→ Problem requirements: Check each line of the records below and collect those holding "does".

→ The data:
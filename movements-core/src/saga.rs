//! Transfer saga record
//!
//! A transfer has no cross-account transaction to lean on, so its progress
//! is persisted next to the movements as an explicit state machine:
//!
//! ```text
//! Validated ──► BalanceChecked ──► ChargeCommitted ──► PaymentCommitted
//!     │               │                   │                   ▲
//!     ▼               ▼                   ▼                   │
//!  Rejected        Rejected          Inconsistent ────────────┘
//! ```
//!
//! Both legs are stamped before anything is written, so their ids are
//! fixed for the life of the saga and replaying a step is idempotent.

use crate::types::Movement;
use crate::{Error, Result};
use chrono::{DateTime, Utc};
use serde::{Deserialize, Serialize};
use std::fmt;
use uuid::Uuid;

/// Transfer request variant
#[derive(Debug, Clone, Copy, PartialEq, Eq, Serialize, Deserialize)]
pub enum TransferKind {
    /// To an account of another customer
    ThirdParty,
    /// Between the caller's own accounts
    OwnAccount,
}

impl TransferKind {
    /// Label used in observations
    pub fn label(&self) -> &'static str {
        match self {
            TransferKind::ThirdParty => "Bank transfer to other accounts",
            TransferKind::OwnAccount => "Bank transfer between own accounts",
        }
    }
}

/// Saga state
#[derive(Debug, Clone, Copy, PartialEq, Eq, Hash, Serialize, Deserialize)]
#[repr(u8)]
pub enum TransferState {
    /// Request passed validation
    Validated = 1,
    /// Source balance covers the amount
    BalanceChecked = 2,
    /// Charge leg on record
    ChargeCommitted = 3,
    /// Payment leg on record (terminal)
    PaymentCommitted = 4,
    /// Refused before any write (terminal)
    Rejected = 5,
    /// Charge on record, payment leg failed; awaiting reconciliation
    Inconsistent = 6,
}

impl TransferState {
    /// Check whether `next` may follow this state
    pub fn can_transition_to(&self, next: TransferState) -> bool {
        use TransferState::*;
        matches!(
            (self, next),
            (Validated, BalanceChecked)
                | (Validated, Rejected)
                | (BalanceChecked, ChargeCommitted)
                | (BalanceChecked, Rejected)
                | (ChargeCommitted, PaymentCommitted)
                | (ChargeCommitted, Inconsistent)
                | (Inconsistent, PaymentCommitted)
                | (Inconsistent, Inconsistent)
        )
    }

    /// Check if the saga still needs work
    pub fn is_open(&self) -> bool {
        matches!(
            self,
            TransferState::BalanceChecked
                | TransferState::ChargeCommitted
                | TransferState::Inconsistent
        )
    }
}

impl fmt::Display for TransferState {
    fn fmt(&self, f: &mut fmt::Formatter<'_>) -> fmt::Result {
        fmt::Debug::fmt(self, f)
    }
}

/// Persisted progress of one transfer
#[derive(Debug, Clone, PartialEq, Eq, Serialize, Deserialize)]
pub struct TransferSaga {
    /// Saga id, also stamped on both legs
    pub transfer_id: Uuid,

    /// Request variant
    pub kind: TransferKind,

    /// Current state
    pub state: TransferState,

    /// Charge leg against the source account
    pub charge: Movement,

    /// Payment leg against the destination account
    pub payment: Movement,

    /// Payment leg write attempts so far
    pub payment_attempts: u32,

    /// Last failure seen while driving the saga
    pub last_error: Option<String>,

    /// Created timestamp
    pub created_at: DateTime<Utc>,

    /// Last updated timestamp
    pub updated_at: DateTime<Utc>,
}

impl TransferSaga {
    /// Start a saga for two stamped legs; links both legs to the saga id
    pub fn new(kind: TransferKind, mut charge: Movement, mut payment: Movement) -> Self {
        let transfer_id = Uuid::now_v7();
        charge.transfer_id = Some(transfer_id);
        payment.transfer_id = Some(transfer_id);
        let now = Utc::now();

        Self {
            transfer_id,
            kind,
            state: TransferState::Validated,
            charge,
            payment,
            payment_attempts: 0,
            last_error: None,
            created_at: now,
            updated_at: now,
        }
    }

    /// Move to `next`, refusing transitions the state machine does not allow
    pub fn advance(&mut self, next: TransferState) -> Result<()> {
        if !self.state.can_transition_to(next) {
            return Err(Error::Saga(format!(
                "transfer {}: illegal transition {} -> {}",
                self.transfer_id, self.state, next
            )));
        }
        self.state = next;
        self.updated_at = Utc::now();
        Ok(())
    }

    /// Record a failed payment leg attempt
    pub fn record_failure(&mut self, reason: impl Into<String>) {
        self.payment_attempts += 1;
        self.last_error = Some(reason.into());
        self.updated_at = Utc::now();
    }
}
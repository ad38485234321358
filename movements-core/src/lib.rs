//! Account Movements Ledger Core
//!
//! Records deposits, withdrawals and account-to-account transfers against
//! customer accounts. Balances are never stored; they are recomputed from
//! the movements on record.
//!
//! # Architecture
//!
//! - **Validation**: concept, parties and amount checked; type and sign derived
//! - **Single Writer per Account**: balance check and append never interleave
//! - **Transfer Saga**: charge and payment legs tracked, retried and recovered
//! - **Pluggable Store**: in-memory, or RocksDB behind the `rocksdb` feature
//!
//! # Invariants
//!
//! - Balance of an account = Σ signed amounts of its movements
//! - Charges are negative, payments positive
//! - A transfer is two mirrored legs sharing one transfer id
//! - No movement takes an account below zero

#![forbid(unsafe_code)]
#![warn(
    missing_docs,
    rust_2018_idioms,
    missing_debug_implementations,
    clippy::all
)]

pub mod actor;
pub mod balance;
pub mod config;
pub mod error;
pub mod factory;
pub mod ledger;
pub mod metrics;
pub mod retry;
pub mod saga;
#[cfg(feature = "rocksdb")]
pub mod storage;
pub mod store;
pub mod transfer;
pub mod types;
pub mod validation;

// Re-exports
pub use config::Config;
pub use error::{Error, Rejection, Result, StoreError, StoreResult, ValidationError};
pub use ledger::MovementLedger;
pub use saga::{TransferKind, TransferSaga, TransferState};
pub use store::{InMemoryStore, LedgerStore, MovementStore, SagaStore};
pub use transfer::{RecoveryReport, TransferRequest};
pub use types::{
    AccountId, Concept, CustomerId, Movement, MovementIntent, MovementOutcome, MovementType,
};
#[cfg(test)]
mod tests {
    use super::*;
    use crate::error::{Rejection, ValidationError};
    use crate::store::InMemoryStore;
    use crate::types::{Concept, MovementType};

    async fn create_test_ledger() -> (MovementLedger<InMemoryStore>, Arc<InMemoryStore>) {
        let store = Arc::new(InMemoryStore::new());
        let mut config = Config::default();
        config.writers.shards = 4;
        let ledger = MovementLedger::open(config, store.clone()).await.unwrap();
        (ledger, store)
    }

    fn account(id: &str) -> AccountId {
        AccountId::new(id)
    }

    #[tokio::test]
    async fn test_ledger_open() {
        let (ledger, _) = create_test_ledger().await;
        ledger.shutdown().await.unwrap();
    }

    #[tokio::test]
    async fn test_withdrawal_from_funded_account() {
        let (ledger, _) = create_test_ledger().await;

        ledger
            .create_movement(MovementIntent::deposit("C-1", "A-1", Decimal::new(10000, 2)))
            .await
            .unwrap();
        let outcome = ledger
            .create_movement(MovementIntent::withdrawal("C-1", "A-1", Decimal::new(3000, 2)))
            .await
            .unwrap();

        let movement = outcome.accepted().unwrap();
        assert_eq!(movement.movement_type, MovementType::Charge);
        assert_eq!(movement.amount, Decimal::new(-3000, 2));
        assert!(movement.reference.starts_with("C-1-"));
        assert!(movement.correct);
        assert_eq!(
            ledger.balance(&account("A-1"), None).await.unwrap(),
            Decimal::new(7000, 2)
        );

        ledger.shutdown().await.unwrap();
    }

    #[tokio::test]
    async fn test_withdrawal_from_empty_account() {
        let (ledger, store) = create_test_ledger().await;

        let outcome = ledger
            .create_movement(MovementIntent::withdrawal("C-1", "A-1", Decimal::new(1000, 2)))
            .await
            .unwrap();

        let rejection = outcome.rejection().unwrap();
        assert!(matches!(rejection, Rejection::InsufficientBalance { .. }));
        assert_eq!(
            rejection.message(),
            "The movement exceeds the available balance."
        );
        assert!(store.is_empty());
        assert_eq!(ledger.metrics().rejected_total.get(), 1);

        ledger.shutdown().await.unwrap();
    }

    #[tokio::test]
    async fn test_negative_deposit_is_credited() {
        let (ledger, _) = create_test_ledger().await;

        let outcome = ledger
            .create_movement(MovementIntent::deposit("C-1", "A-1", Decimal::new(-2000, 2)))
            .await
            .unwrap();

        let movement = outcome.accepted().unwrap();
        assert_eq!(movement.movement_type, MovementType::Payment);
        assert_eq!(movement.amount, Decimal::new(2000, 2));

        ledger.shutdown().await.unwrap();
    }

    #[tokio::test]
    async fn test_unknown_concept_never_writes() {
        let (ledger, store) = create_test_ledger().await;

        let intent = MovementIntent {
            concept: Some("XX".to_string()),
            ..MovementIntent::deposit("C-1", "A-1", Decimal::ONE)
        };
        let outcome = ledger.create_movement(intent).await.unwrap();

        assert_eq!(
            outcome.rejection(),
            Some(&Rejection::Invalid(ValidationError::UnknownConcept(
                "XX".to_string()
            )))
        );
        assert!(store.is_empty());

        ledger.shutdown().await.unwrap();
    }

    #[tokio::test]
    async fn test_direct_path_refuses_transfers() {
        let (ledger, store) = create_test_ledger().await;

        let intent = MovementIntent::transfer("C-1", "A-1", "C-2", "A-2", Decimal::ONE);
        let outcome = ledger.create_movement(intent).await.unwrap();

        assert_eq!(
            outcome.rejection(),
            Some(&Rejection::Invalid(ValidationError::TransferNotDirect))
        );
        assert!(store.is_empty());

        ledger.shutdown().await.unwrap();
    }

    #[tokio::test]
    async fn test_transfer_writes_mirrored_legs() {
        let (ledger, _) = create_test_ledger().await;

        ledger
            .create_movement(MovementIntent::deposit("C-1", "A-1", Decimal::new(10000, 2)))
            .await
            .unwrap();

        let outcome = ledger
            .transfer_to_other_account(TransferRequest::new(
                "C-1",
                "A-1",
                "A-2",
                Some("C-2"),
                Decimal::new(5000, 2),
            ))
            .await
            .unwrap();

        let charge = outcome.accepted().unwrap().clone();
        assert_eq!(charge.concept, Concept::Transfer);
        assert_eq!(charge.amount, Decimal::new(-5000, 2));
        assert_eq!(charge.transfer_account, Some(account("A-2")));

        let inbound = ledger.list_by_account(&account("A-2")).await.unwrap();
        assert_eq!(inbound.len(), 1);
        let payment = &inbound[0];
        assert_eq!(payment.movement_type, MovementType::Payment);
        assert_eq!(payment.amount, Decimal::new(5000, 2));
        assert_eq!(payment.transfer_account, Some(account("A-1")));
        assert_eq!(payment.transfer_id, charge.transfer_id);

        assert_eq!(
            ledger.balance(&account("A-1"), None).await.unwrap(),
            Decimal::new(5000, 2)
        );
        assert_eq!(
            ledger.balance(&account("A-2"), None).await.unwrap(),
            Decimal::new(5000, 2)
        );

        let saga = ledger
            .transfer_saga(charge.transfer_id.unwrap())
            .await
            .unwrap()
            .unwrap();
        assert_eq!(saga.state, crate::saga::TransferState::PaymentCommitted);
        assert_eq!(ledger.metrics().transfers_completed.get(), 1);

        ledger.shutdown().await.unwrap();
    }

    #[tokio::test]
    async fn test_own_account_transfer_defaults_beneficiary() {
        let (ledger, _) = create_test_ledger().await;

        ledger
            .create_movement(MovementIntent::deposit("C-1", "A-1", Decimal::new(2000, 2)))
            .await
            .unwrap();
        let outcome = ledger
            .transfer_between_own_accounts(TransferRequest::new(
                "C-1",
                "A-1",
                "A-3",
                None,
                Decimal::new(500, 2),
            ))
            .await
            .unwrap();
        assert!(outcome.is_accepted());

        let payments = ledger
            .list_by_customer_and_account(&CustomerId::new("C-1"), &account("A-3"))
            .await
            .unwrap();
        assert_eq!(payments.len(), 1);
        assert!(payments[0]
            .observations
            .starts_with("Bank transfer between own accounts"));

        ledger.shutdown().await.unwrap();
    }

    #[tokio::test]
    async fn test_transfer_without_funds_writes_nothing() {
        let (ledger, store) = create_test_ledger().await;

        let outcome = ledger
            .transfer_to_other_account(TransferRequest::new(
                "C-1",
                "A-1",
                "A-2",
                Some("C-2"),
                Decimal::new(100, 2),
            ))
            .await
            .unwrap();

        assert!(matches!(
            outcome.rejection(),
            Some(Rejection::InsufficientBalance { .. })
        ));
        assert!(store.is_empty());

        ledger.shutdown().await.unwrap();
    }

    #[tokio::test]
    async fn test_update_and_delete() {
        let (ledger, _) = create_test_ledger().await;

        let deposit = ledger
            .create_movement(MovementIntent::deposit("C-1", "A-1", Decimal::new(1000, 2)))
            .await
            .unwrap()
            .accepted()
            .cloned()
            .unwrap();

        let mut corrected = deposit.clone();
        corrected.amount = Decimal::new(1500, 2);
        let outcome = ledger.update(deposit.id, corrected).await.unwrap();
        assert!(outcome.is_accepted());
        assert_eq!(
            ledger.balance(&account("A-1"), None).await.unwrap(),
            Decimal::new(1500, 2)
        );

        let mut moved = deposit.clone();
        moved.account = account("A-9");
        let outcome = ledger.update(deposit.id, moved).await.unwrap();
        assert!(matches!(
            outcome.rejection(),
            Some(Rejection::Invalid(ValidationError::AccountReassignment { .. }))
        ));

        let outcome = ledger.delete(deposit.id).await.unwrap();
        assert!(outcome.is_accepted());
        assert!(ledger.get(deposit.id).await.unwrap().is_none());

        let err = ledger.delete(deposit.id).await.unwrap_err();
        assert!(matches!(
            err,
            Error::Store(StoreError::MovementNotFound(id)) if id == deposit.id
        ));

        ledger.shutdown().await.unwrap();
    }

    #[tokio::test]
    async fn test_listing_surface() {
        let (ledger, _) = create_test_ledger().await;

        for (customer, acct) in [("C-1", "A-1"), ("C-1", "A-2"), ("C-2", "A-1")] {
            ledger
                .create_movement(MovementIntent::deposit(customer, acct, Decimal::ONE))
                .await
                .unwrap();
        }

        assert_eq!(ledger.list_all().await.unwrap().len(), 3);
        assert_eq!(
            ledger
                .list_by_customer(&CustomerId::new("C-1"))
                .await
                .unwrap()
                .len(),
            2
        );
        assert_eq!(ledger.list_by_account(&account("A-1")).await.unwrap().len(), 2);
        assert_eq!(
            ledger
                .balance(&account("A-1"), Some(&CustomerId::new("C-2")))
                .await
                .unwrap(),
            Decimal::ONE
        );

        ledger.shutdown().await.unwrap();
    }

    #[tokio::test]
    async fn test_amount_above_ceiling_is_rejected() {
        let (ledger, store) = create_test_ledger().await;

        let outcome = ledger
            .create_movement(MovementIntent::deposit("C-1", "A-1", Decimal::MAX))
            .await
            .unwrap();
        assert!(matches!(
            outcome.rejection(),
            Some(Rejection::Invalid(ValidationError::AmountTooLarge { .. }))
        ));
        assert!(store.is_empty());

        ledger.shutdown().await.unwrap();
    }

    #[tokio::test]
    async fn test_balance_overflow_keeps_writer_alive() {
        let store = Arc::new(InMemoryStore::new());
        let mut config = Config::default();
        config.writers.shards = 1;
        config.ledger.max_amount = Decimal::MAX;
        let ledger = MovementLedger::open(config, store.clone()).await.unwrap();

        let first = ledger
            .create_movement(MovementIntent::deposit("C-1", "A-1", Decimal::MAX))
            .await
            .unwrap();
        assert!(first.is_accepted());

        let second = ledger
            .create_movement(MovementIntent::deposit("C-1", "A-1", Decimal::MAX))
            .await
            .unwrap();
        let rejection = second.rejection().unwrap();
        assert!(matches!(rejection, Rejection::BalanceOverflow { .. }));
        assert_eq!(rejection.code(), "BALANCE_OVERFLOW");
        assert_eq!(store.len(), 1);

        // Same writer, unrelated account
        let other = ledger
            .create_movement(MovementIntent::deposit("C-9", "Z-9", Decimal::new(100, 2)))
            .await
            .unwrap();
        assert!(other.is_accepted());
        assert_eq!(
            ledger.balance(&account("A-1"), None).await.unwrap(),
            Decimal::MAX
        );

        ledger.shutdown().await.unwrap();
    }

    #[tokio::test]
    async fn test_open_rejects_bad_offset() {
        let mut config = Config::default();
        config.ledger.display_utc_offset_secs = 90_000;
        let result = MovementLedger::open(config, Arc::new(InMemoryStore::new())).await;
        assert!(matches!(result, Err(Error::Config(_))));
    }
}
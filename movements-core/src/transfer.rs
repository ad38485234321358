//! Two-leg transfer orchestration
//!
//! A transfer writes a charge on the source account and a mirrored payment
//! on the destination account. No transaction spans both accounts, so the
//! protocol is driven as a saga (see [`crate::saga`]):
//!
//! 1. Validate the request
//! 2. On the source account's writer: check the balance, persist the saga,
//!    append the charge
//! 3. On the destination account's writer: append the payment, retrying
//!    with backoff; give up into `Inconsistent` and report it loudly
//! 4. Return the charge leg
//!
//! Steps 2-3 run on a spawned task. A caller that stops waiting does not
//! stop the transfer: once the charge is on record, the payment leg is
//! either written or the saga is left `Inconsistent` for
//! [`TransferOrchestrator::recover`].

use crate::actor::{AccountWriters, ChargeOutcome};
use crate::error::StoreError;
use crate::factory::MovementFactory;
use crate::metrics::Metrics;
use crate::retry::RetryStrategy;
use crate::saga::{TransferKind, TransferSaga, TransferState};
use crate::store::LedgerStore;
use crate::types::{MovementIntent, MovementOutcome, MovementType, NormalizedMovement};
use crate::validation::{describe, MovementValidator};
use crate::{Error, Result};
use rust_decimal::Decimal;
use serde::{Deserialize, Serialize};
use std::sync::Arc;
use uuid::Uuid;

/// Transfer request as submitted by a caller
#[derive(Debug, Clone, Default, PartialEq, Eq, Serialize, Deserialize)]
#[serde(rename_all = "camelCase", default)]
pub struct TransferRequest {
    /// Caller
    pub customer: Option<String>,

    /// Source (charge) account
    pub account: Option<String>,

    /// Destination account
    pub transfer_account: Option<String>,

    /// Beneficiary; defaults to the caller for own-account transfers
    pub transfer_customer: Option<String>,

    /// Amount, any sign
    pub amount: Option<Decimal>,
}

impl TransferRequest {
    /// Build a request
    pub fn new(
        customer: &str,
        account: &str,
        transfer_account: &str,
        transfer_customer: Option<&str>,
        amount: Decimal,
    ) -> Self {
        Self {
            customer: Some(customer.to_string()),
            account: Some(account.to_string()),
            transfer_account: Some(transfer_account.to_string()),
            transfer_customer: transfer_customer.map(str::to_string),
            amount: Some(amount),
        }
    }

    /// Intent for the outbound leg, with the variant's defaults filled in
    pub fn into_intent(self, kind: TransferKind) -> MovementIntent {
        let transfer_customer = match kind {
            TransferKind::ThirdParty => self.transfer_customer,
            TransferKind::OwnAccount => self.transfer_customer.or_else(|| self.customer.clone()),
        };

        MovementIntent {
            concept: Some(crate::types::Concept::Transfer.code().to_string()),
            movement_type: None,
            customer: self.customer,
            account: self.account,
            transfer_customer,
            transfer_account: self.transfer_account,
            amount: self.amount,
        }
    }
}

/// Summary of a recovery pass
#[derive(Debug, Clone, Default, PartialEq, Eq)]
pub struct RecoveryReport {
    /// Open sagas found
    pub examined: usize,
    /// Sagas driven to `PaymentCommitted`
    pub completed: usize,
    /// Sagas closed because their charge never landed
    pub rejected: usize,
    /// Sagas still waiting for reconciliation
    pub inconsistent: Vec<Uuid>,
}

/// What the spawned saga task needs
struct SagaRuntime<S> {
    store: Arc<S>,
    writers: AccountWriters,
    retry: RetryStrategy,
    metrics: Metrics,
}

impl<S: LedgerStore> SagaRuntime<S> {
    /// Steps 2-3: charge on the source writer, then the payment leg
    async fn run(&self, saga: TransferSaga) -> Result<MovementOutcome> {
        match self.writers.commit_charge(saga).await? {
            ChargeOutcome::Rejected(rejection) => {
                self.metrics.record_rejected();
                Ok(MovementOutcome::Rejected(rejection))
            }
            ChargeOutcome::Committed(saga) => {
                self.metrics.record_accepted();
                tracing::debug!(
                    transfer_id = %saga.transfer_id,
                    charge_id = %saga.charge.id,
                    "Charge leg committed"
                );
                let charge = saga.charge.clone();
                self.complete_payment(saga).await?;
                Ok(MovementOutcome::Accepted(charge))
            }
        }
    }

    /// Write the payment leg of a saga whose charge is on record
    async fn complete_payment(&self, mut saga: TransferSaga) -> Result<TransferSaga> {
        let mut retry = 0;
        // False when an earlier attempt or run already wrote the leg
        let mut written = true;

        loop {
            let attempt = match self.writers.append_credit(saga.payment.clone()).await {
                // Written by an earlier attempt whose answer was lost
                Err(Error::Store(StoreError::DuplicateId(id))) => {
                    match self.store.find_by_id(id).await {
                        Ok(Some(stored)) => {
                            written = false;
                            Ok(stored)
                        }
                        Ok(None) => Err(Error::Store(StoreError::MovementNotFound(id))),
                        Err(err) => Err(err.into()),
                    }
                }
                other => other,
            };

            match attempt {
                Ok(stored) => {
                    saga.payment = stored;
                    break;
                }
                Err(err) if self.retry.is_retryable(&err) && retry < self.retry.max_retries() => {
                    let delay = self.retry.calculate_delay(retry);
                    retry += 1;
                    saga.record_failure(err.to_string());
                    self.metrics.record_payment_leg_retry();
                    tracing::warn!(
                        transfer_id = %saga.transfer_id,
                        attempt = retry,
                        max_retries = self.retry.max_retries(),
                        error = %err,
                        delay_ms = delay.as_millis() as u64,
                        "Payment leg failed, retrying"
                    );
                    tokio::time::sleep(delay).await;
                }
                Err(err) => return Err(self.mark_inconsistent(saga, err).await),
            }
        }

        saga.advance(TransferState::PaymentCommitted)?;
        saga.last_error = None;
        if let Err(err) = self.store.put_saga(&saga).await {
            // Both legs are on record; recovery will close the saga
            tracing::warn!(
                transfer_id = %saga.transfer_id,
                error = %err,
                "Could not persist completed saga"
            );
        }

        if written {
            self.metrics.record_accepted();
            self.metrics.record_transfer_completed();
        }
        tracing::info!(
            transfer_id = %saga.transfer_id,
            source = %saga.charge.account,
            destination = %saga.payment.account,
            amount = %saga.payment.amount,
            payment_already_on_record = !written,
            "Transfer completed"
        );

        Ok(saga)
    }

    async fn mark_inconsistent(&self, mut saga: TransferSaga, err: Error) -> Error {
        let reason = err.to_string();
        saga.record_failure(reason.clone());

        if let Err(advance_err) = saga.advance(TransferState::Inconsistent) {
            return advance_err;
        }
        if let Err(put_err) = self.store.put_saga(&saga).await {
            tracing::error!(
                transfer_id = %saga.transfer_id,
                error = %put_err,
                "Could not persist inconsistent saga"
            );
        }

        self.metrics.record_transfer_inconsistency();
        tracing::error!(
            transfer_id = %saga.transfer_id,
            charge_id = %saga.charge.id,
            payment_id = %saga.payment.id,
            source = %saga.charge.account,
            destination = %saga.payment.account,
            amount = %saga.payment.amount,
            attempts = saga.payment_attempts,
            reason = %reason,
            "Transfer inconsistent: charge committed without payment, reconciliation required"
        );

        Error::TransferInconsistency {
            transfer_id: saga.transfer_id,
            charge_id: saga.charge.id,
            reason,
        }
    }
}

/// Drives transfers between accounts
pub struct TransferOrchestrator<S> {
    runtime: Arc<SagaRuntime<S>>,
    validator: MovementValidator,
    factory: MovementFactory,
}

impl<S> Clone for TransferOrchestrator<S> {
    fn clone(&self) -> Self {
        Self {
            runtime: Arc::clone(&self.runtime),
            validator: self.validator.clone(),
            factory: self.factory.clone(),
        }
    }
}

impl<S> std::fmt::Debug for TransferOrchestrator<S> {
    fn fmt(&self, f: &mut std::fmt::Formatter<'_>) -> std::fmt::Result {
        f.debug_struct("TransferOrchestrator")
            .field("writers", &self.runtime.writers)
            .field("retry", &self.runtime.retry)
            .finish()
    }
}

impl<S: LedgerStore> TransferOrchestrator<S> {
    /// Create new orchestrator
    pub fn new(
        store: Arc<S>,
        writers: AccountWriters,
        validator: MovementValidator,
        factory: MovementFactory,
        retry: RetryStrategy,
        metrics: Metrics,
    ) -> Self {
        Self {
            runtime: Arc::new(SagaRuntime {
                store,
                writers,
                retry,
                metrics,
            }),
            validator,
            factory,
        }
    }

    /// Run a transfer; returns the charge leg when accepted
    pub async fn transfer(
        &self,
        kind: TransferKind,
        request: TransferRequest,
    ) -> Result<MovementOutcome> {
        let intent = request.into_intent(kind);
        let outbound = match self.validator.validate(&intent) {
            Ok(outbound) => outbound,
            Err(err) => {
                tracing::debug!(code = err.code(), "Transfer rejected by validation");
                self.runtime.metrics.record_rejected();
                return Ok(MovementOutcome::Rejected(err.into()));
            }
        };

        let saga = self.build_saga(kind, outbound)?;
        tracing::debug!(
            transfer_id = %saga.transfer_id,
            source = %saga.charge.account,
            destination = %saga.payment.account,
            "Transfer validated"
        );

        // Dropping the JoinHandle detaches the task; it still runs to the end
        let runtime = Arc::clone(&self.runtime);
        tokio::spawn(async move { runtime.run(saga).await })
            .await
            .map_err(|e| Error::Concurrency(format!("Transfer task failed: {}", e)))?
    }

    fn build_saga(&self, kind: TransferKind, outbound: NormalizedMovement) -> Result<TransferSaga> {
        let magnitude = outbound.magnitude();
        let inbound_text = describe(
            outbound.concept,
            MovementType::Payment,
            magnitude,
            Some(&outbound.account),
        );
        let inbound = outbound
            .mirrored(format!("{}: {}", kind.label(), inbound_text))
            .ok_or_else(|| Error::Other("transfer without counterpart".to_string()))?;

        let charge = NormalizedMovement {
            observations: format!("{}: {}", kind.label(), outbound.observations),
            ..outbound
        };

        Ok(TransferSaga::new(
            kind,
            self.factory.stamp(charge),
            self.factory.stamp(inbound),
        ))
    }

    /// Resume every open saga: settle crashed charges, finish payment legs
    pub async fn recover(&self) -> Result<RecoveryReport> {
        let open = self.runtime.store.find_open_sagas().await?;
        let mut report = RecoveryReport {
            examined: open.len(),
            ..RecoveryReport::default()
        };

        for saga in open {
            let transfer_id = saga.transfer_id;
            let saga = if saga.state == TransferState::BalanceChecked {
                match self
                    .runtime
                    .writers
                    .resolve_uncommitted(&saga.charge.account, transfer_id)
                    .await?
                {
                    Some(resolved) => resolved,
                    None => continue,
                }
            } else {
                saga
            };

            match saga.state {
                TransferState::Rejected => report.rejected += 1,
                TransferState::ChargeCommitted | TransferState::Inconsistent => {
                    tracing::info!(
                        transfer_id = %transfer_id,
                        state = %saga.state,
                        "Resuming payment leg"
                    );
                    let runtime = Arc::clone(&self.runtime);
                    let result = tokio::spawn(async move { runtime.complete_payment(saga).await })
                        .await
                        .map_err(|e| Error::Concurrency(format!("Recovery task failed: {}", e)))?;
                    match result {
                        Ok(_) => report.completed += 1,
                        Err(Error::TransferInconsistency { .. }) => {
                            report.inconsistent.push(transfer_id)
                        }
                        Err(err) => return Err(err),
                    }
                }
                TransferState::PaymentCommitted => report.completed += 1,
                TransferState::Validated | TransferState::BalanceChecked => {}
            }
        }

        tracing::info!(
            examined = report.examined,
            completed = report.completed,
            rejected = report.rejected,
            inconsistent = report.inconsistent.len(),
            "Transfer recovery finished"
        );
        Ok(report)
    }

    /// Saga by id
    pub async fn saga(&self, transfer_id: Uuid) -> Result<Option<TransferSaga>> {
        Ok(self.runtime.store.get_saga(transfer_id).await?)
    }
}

→ Answer section:
    /// Move to `next`, refusing transitions the state machine does not allow
//! Steps 2-3 run on a spawned task. A caller that stops waiting does not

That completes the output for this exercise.